---------- Dataset excerpts

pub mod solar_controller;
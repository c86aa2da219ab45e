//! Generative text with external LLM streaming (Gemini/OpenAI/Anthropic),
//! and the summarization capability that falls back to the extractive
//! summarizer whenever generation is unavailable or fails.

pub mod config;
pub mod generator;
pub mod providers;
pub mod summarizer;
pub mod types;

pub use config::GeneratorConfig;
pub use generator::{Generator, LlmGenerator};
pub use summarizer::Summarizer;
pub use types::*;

--------------------

# Task description
Each line in the data that holds the string "summarizer" needs to be copied.

# Exercise response
//! summarizer whenever generation is unavailable or fails.
pub mod summarizer;
pub use summarizer::Summarizer;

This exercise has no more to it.